(REQUIRED ACTION): Where does the word "base" appear in the data? Copy every line that holds it.

"""

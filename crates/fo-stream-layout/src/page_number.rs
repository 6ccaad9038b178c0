//! Page-number formatting.

/// Format `number` with a format token.
///
/// Supported tokens are decimal (`1`, or zero-padded as in `01`), roman
/// (`i`, `I`) and alphabetic (`a`, `A`). Unknown tokens fall back to
/// decimal.
pub fn format_page_number(number: u32, format: &str) -> String {
    match format {
        "i" => roman(number).to_ascii_lowercase(),
        "I" => roman(number),
        "a" => alphabetic(number, b'a'),
        "A" => alphabetic(number, b'A'),
        token if is_padded_decimal(token) => format!("{:0width$}", number, width = token.len()),
        "1" => number.to_string(),
        other => {
            log::debug!("unsupported page number format '{}', using decimal", other);
            number.to_string()
        }
    }
}

/// `01`, `001` and so on.
fn is_padded_decimal(token: &str) -> bool {
    token.len() > 1 && token.ends_with('1') && token.bytes().rev().skip(1).all(|b| b == b'0')
}

fn roman(number: u32) -> String {
    if number == 0 || number > 3999 {
        return number.to_string();
    }
    const NUMERALS: [(u32, &str); 13] = [
        (1000, "M"),
        (900, "CM"),
        (500, "D"),
        (400, "CD"),
        (100, "C"),
        (90, "XC"),
        (50, "L"),
        (40, "XL"),
        (10, "X"),
        (9, "IX"),
        (5, "V"),
        (4, "IV"),
        (1, "I"),
    ];
    let mut rest = number;
    let mut out = String::new();
    for (value, numeral) in NUMERALS {
        while rest >= value {
            out.push_str(numeral);
            rest -= value;
        }
    }
    out
}

/// Bijective base-26: a..z, aa, ab, ...
fn alphabetic(number: u32, base: u8) -> String {
    if number == 0 {
        return number.to_string();
    }
    let mut n = number;
    let mut letters = Vec::new();
    while n > 0 {
        n -= 1;
        letters.push(char::from(base + (n % 26) as u8));
        n /= 26;
    }
    letters.iter().rev().collect()
}

#[cfg(test)]
mod tests {
    use super::*;

    #[test]
    fn decimal_and_padding() {
        assert_eq!(format_page_number(7, "1"), "7");
        assert_eq!(format_page_number(7, "001"), "007");
        assert_eq!(format_page_number(1234, "01"), "1234");
        assert_eq!(format_page_number(3, "x"), "3");
    }

    #[test]
    fn roman_numerals() {
        assert_eq!(format_page_number(4, "i"), "iv");
        assert_eq!(format_page_number(1994, "I"), "MCMXCIV");
        assert_eq!(format_page_number(0, "I"), "0");
    }

    #[test]
    fn alphabetic_is_bijective() {
        assert_eq!(format_page_number(1, "a"), "a");
        assert_eq!(format_page_number(26, "a"), "z");
        assert_eq!(format_page_number(27, "A"), "AA");
        assert_eq!(format_page_number(703, "a"), "aaa");
    }
}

"""

(WRITTEN REPLY):
/// Bijective base-26: a..z, aa, ab, ...
fn alphabetic(number: u32, base: u8) -> String {
        letters.push(char::from(base + (n % 26) as u8));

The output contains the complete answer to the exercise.